During dinner old Peter Tronhūus arrived in camp with a packet of letters and papers, and a fore-quarter of venison from Rus Vand. Mr. Thomas had been like ourselves reindeer-less until yesterday, when he found a large herd, and was lucky enough to get two out of them.

Peter also told us that two friends of Thomas’s who had been staying with him were walking over the mountain to see our camp, and would then go to Gjendesheim with him in the boat in which he had come.

Presently these two men arrived extremely hot, and looking as if they would like beer; so we appeased them with one of our few remaining bottles, and after showing them all the sights of the camp took them out on the lake in the canoes. One of them spoke a little English, the other only French and Norwegian. The latter asked the Skipper, in the Gallic tongue, ‘if we had entrapped many fish?’ and ‘if we had not fear to venture on the lake in such small boats?’ and informed him that ‘there were many savage ducks about this year.’ The other one, regardless of his own life and safety, and also of Esau’s—in whose canoe he was sitting—would keep throwing up his arms and exclaiming, ‘It gives us moch playsure to make a travel in the Canadian căno.’ But we think they were proud and thankful when the experiment was over, and they were safe in Peter’s boat. These strangers displayed unwonted courage, for the ordinary native has a wholesome dread of our frail craft. The hardy Norseman’s house of yore was doubtless on the foaming wave, but that was before the days of Canadian canoes.
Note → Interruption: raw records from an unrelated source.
/// Database migration runner
///
/// Migrations are stored in the `migrations/` directory of this crate and
/// embedded into the binary at compile time via `sqlx::migrate!`.

use sqlx::postgres::PgPool;
use tracing::{debug, info, warn};

/// Migration status information
#[derive(Debug, Clone)]
pub struct MigrationStatus {
    /// Number of migrations that have been applied
    pub applied_migrations: usize,

    /// Latest applied migration version (timestamp)
    pub latest_version: Option<i64>,
}

/// Runs all pending database migrations
///
/// # Errors
///
/// Returns an error if a migration fails to execute or the connection is
/// lost during migration.
pub async fn run_migrations(pool: &PgPool) -> Result<(), sqlx::migrate::MigrateError> {
    info!("Starting database migrations");

    let migrations = sqlx::migrate!("./migrations");

    match migrations.run(pool).await {
        Ok(()) => {
            info!("All database migrations completed successfully");
            Ok(())
        }
        Err(e) => {
            warn!("Migration failed: {}", e);
            Err(e)
        }
    }
}

/// Gets the current migration status
///
/// Returns how many migrations have been applied and the latest version.
pub async fn get_migration_status(pool: &PgPool) -> Result<MigrationStatus, sqlx::Error> {
    debug!("Checking migration status");

    let table_exists: bool = sqlx::query_scalar(
        "SELECT EXISTS (
            SELECT FROM information_schema.tables
            WHERE table_schema = 'public'
            AND table_name = '_sqlx_migrations'
        )",
    )
    .fetch_one(pool)
    .await?;

    if !table_exists {
        debug!("Migrations table does not exist yet");
        return Ok(MigrationStatus {
            applied_migrations: 0,
            latest_version: None,
        });
    }

    let (count, latest_version): (i64, Option<i64>) = sqlx::query_as(
        "SELECT
            COUNT(*) as count,
            MAX(version) as latest_version
         FROM _sqlx_migrations
         WHERE success = true",
    )
    .fetch_one(pool)
    .await?;

    debug!(
        applied_migrations = count,
        latest_version = ?latest_version,
        "Migration status retrieved"
    );

    Ok(MigrationStatus {
        applied_migrations: count as usize,
        latest_version,
    })
}
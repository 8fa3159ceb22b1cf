/// Per-caller dashboard endpoints
///
/// Both views are scoped to the caller and need no extra permissions:
/// clients see their own projects with task progress, developers see
/// their assigned tasks and logged hours.
///
/// # Endpoints
///
/// - `GET /v1/clients/dashboard` - Caller's projects with task counts
/// - `GET /v1/dev/dashboard` - Caller's assigned tasks grouped by status

use crate::{app::AppState, error::ApiResult, response::ApiResponse};
use axum::{extract::State, Extension, Json};
use forgeboard_shared::{
    auth::access::Caller,
    models::task::{Task, TaskStatus},
};
use serde::Serialize;
use serde_json::json;
use sqlx::Row;
use uuid::Uuid;

/// One project row on the client dashboard
#[derive(Debug, Serialize)]
#[serde(rename_all = "camelCase")]
pub struct ProjectSummary {
    pub id: Uuid,
    pub name: String,
    pub status: String,
    pub budget: Option<f64>,
    pub task_count: i64,
    pub done_count: i64,
}

/// Caller's projects with task progress
pub async fn client_dashboard(
    State(state): State<AppState>,
    Extension(caller): Extension<Caller>,
) -> ApiResult<Json<ApiResponse<serde_json::Value>>> {
    let rows = sqlx::query(
        r#"
        SELECT p.id, p.name, p.status::TEXT AS status, p.budget,
               COUNT(t.id) AS task_count,
               COUNT(t.id) FILTER (WHERE t.status = 'done') AS done_count
        FROM projects p
        LEFT JOIN tasks t ON t.project_id = p.id
        WHERE p.owner_id = $1
        GROUP BY p.id, p.name, p.status, p.budget
        ORDER BY p.created_at DESC
        "#,
    )
    .bind(caller.user_id)
    .fetch_all(&state.db)
    .await?;

    let projects: Vec<ProjectSummary> = rows
        .into_iter()
        .map(|row| ProjectSummary {
            id: row.get("id"),
            name: row.get("name"),
            status: row.get("status"),
            budget: row.get("budget"),
            task_count: row.get("task_count"),
            done_count: row.get("done_count"),
        })
        .collect();

    let active = projects
        .iter()
        .filter(|p| p.status != "completed" && p.status != "cancelled")
        .count();

    Ok(Json(ApiResponse::new(json!({
        "projects": projects,
        "activeProjects": active,
    }))))
}

/// Caller's assigned tasks grouped by board column, plus their logged hours
pub async fn dev_dashboard(
    State(state): State<AppState>,
    Extension(caller): Extension<Caller>,
) -> ApiResult<Json<ApiResponse<serde_json::Value>>> {
    let tasks = Task::list_assigned_to(&state.db, caller.user_id, 200, 0).await?;

    let by_status = |status: TaskStatus| -> Vec<&Task> {
        tasks.iter().filter(|t| t.status == status).collect()
    };

    let hours: f64 = sqlx::query_scalar(
        "SELECT COALESCE(SUM(hours), 0)::DOUBLE PRECISION FROM time_logs WHERE user_id = $1",
    )
    .bind(caller.user_id)
    .fetch_one(&state.db)
    .await?;

    Ok(Json(ApiResponse::new(json!({
        "todo": by_status(TaskStatus::Todo),
        "inProgress": by_status(TaskStatus::InProgress),
        "review": by_status(TaskStatus::Review),
        "done": by_status(TaskStatus::Done),
        "assignedTotal": tasks.len(),
        "hoursLogged": hours,
    }))))
}
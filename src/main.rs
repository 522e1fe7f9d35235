use std::net::SocketAddr;
use std::path::PathBuf;
use std::sync::Arc;

use anyhow::Context;
use clap::Parser;
use tokio::signal;
use tracing::info;
use tracing_subscriber::EnvFilter;

use ratewarden::config::{BackendKind, WardenConfig};
use ratewarden::http::{HttpServer, RequestGuard};
use ratewarden::ratelimit::{LocalStore, RateLimiter, RedisStore, StoreBackend};

/// Per-identifier, per-operation rate limiting service.
#[derive(Parser, Debug)]
#[command(name = "ratewarden", version, about)]
struct Args {
    /// Configuration file (YAML, TOML or JSON)
    #[arg(short, long)]
    config: Option<PathBuf>,

    /// Address for the HTTP decision service
    #[arg(long)]
    http_addr: Option<SocketAddr>,

    /// Counter store backend
    #[arg(long, value_enum)]
    store: Option<BackendKind>,

    /// Redis URL for the redis backend
    #[arg(long)]
    redis_url: Option<String>,

    /// YAML file with operation rules
    #[arg(long)]
    rules: Option<String>,

    /// Emit logs as JSON
    #[arg(long)]
    log_json: bool,
}

#[tokio::main]
async fn main() -> anyhow::Result<()> {
    let args = Args::parse();
    init_tracing(args.log_json);

    info!("Starting Ratewarden Rate Limiting Service");
    info!("Version: {}", env!("CARGO_PKG_VERSION"));

    let mut config = WardenConfig::load(args.config.as_deref()).context("loading configuration")?;
    if let Some(addr) = args.http_addr {
        config.server.http_addr = addr;
    }
    if let Some(backend) = args.store {
        config.store.backend = backend;
    }
    if let Some(url) = args.redis_url {
        config.store.redis_url = Some(url);
    }
    if let Some(rules) = args.rules {
        config.rate_limiting.rules_path = Some(rules);
    }
    info!(http_addr = %config.server.http_addr, backend = ?config.store.backend, "Configuration loaded");

    // Invalid rules stop the process here, never at request time.
    let registry = Arc::new(
        config
            .rate_limiting
            .registry()
            .context("loading rate limit rules")?,
    );
    info!(operations = registry.len(), "Rate limit rules loaded");

    let backend = match config.store.backend {
        BackendKind::Local => StoreBackend::Local(Arc::new(LocalStore::new())),
        BackendKind::Redis => {
            let url = config
                .store
                .redis_url
                .as_deref()
                .context("store.redis_url is required for the redis backend")?;
            let store = RedisStore::connect(url, config.store.redis_options())
                .await
                .context("connecting to Redis")?;
            StoreBackend::Redis(Arc::new(store))
        }
    };

    let _sweeper = match &backend {
        StoreBackend::Local(store) => Some(store.spawn_sweeper(config.store.sweep_interval())),
        StoreBackend::Redis(_) => None,
    };

    let limiter = Arc::new(RateLimiter::with_registry(backend.as_store(), registry));
    info!(store = backend.name(), "Rate limiter initialized");

    let guard = RequestGuard::new(limiter, config.headers);
    let server = HttpServer::new(config.server.http_addr, guard);

    // Run the server with graceful shutdown on Ctrl+C
    server.serve_with_shutdown(shutdown_signal()).await?;

    info!("Ratewarden Rate Limiting Service stopped");
    Ok(())
}

fn init_tracing(json: bool) {
    let filter = EnvFilter::try_from_default_env().unwrap_or_else(|_| EnvFilter::new("info"));
    let builder = tracing_subscriber::fmt()
        .with_env_filter(filter)
        .with_target(false)
        .with_thread_ids(true);

    if json {
        builder.json().init();
    } else {
        builder.init();
    }
}

/// Wait for a shutdown signal (Ctrl+C or SIGTERM).
async fn shutdown_signal() {
    let ctrl_c = async {
        signal::ctrl_c()
            .await
            .expect("Failed to install Ctrl+C handler");
    };

    #[cfg(unix)]
    let terminate = async {
        signal::unix::signal(signal::unix::SignalKind::terminate())
            .expect("Failed to install SIGTERM handler")
            .recv()
            .await;
    };

    #[cfg(not(unix))]
    let terminate = std::future::pending::<()>();

    tokio::select! {
        _ = ctrl_c => {
            info!("Received Ctrl+C, initiating graceful shutdown");
        }
        _ = terminate => {
            info!("Received SIGTERM, initiating graceful shutdown");
        }
    }
}
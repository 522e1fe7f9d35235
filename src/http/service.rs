//! Decision endpoint handlers.

use axum::extract::State;
use axum::http::header::{HeaderMap, HeaderValue};
use axum::http::StatusCode;
use axum::response::{IntoResponse, Response};
use axum::routing::{get, post};
use axum::{Extension, Json, Router};
use chrono::{DateTime, Utc};
use serde::{Deserialize, Serialize};
use serde_json::json;
use tracing::{info, instrument, warn};

use super::guard::{
    AuthenticatedPrincipal, CallerIdentity, RequestGuard, Verdict, X_RATELIMIT_LIMIT,
    X_RATELIMIT_REMAINING,
};
use super::headers::apply_security_headers;
use crate::ratelimit::{FailureMode, LimitSpec};

/// Shared state for the decision service.
#[derive(Clone)]
pub struct AppState {
    pub guard: RequestGuard,
}

impl AppState {
    pub fn new(guard: RequestGuard) -> Self {
        Self { guard }
    }
}

/// Body of `POST /v1/check`.
#[derive(Debug, Clone, Serialize, Deserialize)]
pub struct CheckRequest {
    /// Caller identifier. Resolved from the request when absent.
    #[serde(default)]
    pub identifier: Option<String>,
    pub operation: String,
    /// One-off quota for operations outside the registry
    #[serde(default)]
    pub config: Option<LimitSpec>,
}

/// Body of an admitted check.
#[derive(Debug, Clone, Serialize, Deserialize)]
pub struct CheckResponse {
    pub allowed: bool,
    pub limit: u64,
    #[serde(default, skip_serializing_if = "Option::is_none")]
    pub remaining: Option<u64>,
    #[serde(default, skip_serializing_if = "Option::is_none")]
    pub reset_time: Option<DateTime<Utc>>,
    /// Set when the store was unreachable and the operation failed open
    #[serde(default, skip_serializing_if = "std::ops::Not::not")]
    pub degraded: bool,
}

/// One registry entry as listed by `GET /v1/operations`.
#[derive(Debug, Clone, Serialize, Deserialize)]
pub struct OperationView {
    pub name: String,
    pub window_secs: u64,
    pub max_requests: u64,
    pub failure_mode: FailureMode,
}

/// Build the decision service router.
pub fn router(state: AppState) -> Router {
    Router::new()
        .route("/healthz", get(health))
        .route("/v1/operations", get(operations))
        .route("/v1/check", post(check))
        .with_state(state)
}

async fn health(State(state): State<AppState>) -> Json<serde_json::Value> {
    Json(json!({
        "status": "ok",
        "store": state.guard.limiter().store_name(),
    }))
}

async fn operations(State(state): State<AppState>) -> Json<Vec<OperationView>> {
    let views = state
        .guard
        .limiter()
        .registry()
        .operations()
        .map(|(name, config)| OperationView {
            name: name.to_string(),
            window_secs: config.window_secs(),
            max_requests: config.max_requests(),
            failure_mode: config.failure_mode(),
        })
        .collect();
    Json(views)
}

/// Count one request and report the decision.
#[instrument(skip_all)]
async fn check(
    State(state): State<AppState>,
    principal: Option<Extension<AuthenticatedPrincipal>>,
    headers: HeaderMap,
    Json(request): Json<CheckRequest>,
) -> Response {
    let guard = &state.guard;
    let registry = guard.limiter().registry();

    if request.config.is_some() && registry.contains(&request.operation) {
        warn!(operation = %request.operation, "Rejected one-off config for a registered operation");
        return error_response(
            guard,
            StatusCode::CONFLICT,
            "operation_registered",
            &format!("'{}' has a registered quota", request.operation),
        );
    }

    let one_off = match request.config.as_ref().map(LimitSpec::to_config).transpose() {
        Ok(config) => config,
        Err(e) => {
            warn!(error = %e, "Rejected one-off rate limit config");
            return error_response(guard, StatusCode::BAD_REQUEST, "invalid_config", &e.to_string());
        }
    };

    let Some(config) = registry.resolve(&request.operation, one_off) else {
        return error_response(
            guard,
            StatusCode::NOT_FOUND,
            "unknown_operation",
            &format!("no rate limit configured for '{}'", request.operation),
        );
    };

    let identity = match request.identifier.as_deref().filter(|id| !id.is_empty()) {
        Some(identifier) => CallerIdentity::from(identifier),
        None => CallerIdentity::resolve(principal.as_ref().map(|Extension(p)| p), &headers),
    };

    match guard.evaluate(&identity, &request.operation, &config).await {
        Verdict::Proceed(quota) => {
            info!(
                identifier = %identity,
                operation = %request.operation,
                remaining = quota.map(|q| q.remaining),
                "Rate limit decision: allowed"
            );

            let body = CheckResponse {
                allowed: true,
                limit: config.max_requests(),
                remaining: quota.map(|q| q.remaining),
                reset_time: quota.map(|q| q.reset_time),
                degraded: quota.is_none(),
            };
            let mut response = (StatusCode::OK, Json(body)).into_response();
            let headers = response.headers_mut();
            headers.insert(X_RATELIMIT_LIMIT, HeaderValue::from(config.max_requests()));
            if let Some(quota) = quota {
                headers.insert(X_RATELIMIT_REMAINING, HeaderValue::from(quota.remaining));
            }
            apply_security_headers(headers, guard.header_options());
            response
        }
        Verdict::Reject(response) => {
            info!(
                identifier = %identity,
                operation = %request.operation,
                status = %response.status(),
                "Rate limit decision: denied"
            );
            response
        }
    }
}

fn error_response(guard: &RequestGuard, status: StatusCode, code: &str, message: &str) -> Response {
    let mut response = (status, Json(json!({ "error": code, "message": message }))).into_response();
    apply_security_headers(response.headers_mut(), guard.header_options());
    response
}

#[cfg(test)]
mod tests {
    use super::*;
    use crate::http::headers::HeaderOptions;
    use crate::ratelimit::{ConfigRegistry, LocalStore, RateLimiter};
    use std::sync::Arc;

    fn create_state() -> AppState {
        let store = Arc::new(LocalStore::new());
        let limiter = RateLimiter::with_registry(store, Arc::new(ConfigRegistry::presets()));
        AppState::new(RequestGuard::new(Arc::new(limiter), HeaderOptions::default()))
    }

    fn request(operation: &str, identifier: Option<&str>) -> CheckRequest {
        CheckRequest {
            identifier: identifier.map(str::to_string),
            operation: operation.to_string(),
            config: None,
        }
    }

    async fn body_json(response: Response) -> serde_json::Value {
        let bytes = axum::body::to_bytes(response.into_body(), usize::MAX)
            .await
            .unwrap();
        serde_json::from_slice(&bytes).unwrap()
    }

    #[tokio::test]
    async fn test_check_allowed() {
        let state = create_state();

        let response = check(
            State(state),
            None,
            HeaderMap::new(),
            Json(request("auth", Some("user_1"))),
        )
        .await;

        assert_eq!(response.status(), StatusCode::OK);
        assert_eq!(response.headers().get("x-ratelimit-remaining").unwrap(), "4");
        assert_eq!(response.headers().get("x-frame-options").unwrap(), "DENY");

        let body = body_json(response).await;
        assert_eq!(body["allowed"], true);
        assert_eq!(body["limit"], 5);
        assert_eq!(body["remaining"], 4);
        assert!(body.get("degraded").is_none());
    }

    #[tokio::test]
    async fn test_check_denied_after_quota() {
        let state = create_state();

        for _ in 0..5 {
            check(
                State(state.clone()),
                None,
                HeaderMap::new(),
                Json(request("auth", Some("user_1"))),
            )
            .await;
        }
        let response = check(
            State(state),
            None,
            HeaderMap::new(),
            Json(request("auth", Some("user_1"))),
        )
        .await;

        assert_eq!(response.status(), StatusCode::TOO_MANY_REQUESTS);
        let body = body_json(response).await;
        assert_eq!(body["error"], "rate_limited");
    }

    #[tokio::test]
    async fn test_check_resolves_identity_from_headers() {
        let state = create_state();
        let mut headers = HeaderMap::new();
        headers.insert("x-forwarded-for", HeaderValue::from_static("198.51.100.4"));

        for _ in 0..5 {
            check(
                State(state.clone()),
                None,
                headers.clone(),
                Json(request("auth", None)),
            )
            .await;
        }
        let by_address = check(
            State(state.clone()),
            None,
            headers,
            Json(request("auth", None)),
        )
        .await;
        assert_eq!(by_address.status(), StatusCode::TOO_MANY_REQUESTS);

        let by_principal = check(
            State(state),
            Some(Extension(AuthenticatedPrincipal("user_9".to_string()))),
            HeaderMap::new(),
            Json(request("auth", None)),
        )
        .await;
        assert_eq!(by_principal.status(), StatusCode::OK);
    }

    #[tokio::test]
    async fn test_check_unknown_operation() {
        let response = check(
            State(create_state()),
            None,
            HeaderMap::new(),
            Json(request("teleport", Some("user_1"))),
        )
        .await;

        assert_eq!(response.status(), StatusCode::NOT_FOUND);
        assert_eq!(response.headers().get("x-content-type-options").unwrap(), "nosniff");
    }

    #[tokio::test]
    async fn test_check_one_off_config() {
        let mut req = request("teleport", Some("user_1"));
        req.config = Some(LimitSpec {
            window_secs: Some(60),
            max_requests: Some(1),
            ..Default::default()
        });
        let state = create_state();

        let first = check(State(state.clone()), None, HeaderMap::new(), Json(req.clone())).await;
        assert_eq!(first.status(), StatusCode::OK);

        let second = check(State(state), None, HeaderMap::new(), Json(req)).await;
        assert_eq!(second.status(), StatusCode::TOO_MANY_REQUESTS);
        assert_eq!(second.headers().get("x-ratelimit-window").unwrap(), "60");
    }

    #[tokio::test]
    async fn test_one_off_cannot_override_registered_quota() {
        let state = create_state();
        let mut req = request("payment", Some("user_1"));
        req.config = Some(LimitSpec {
            window_secs: Some(1),
            max_requests: Some(1_000_000),
            ..Default::default()
        });

        for _ in 0..50 {
            let response =
                check(State(state.clone()), None, HeaderMap::new(), Json(req.clone())).await;
            assert_eq!(response.status(), StatusCode::CONFLICT);
        }

        let mut allowed = 0;
        for _ in 0..50 {
            let response = check(
                State(state.clone()),
                None,
                HeaderMap::new(),
                Json(request("payment", Some("user_1"))),
            )
            .await;
            if response.status() == StatusCode::OK {
                allowed += 1;
            }
        }
        assert_eq!(allowed, 10);
    }

    #[tokio::test]
    async fn test_check_invalid_one_off_config() {
        let mut req = request("teleport", Some("user_1"));
        req.config = Some(LimitSpec {
            window_secs: Some(0),
            max_requests: Some(1),
            ..Default::default()
        });

        let response = check(State(create_state()), None, HeaderMap::new(), Json(req)).await;
        assert_eq!(response.status(), StatusCode::BAD_REQUEST);
        let body = body_json(response).await;
        assert_eq!(body["error"], "invalid_config");
    }

    #[tokio::test]
    async fn test_operations_lists_registry() {
        let Json(views) = operations(State(create_state())).await;
        let payment = views.iter().find(|v| v.name == "payment").unwrap();

        assert_eq!(payment.window_secs, 3600);
        assert_eq!(payment.failure_mode, FailureMode::Closed);
    }

    #[tokio::test]
    async fn test_health_reports_store() {
        let Json(body) = health(State(create_state())).await;
        assert_eq!(body["status"], "ok");
        assert_eq!(body["store"], "local");
    }
}
//! Wall-clock source for window placement.

use std::sync::Arc;
use std::time::Duration;

use chrono::{DateTime, TimeDelta, Utc};
use parking_lot::Mutex;

/// Source of the current time.
pub trait Clock: Send + Sync {
    fn now(&self) -> DateTime<Utc>;
}

/// The system wall clock.
#[derive(Debug, Clone, Copy, Default)]
pub struct SystemClock;

impl Clock for SystemClock {
    fn now(&self) -> DateTime<Utc> {
        Utc::now()
    }
}

/// A clock that only moves when told to.
///
/// Clones share the same instant.
#[derive(Debug, Clone)]
pub struct ManualClock {
    now: Arc<Mutex<DateTime<Utc>>>,
}

impl ManualClock {
    pub fn new(start: DateTime<Utc>) -> Self {
        Self {
            now: Arc::new(Mutex::new(start)),
        }
    }

    /// Move the clock forward.
    pub fn advance(&self, by: Duration) {
        let delta = TimeDelta::from_std(by).unwrap_or(TimeDelta::MAX);
        let mut now = self.now.lock();
        *now = now.checked_add_signed(delta).unwrap_or(DateTime::<Utc>::MAX_UTC);
    }

    pub fn set(&self, to: DateTime<Utc>) {
        *self.now.lock() = to;
    }
}

impl Default for ManualClock {
    fn default() -> Self {
        Self::new(DateTime::<Utc>::UNIX_EPOCH)
    }
}

impl Clock for ManualClock {
    fn now(&self) -> DateTime<Utc> {
        *self.now.lock()
    }
}
//! HTTP surface: request guard, hardening headers, and the decision service.

mod guard;
mod headers;
mod server;
mod service;

pub use guard::{
    guard_layer, retry_after_secs, AuthenticatedPrincipal, CallerIdentity, GuardedOperation,
    RequestGuard, Verdict, ANONYMOUS, X_RATELIMIT_LIMIT, X_RATELIMIT_REMAINING,
    X_RATELIMIT_WINDOW,
};
pub use headers::{apply_security_headers, baseline_header_names, security_headers, HeaderOptions};
pub use server::HttpServer;
pub use service::{router, AppState, CheckRequest, CheckResponse, OperationView};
At dinner John informed the company that his bath in the lake yesterday was the third of a series the first of which took place in Montenegro, the second in Algiers, and now this in Norway. He calls this a humble tribute to the geniality of the English summer, and thinks that he may be termed ‘a polyglot ablutionist.’ Some of the sojourners in this camp say it may be so, but it does not speak highly for John’s love of water when undiluted with whisky.

Subsequently we found that the bath which he swaggered about only occurred because he fell off a rock into the lake, and so dabbled about afterwards while his clothes were drying, which does not take long in this weather. This also accounts for the condition in which he returned to camp, ‘sans bags, sans shirt, sans everything,’—barring his boots.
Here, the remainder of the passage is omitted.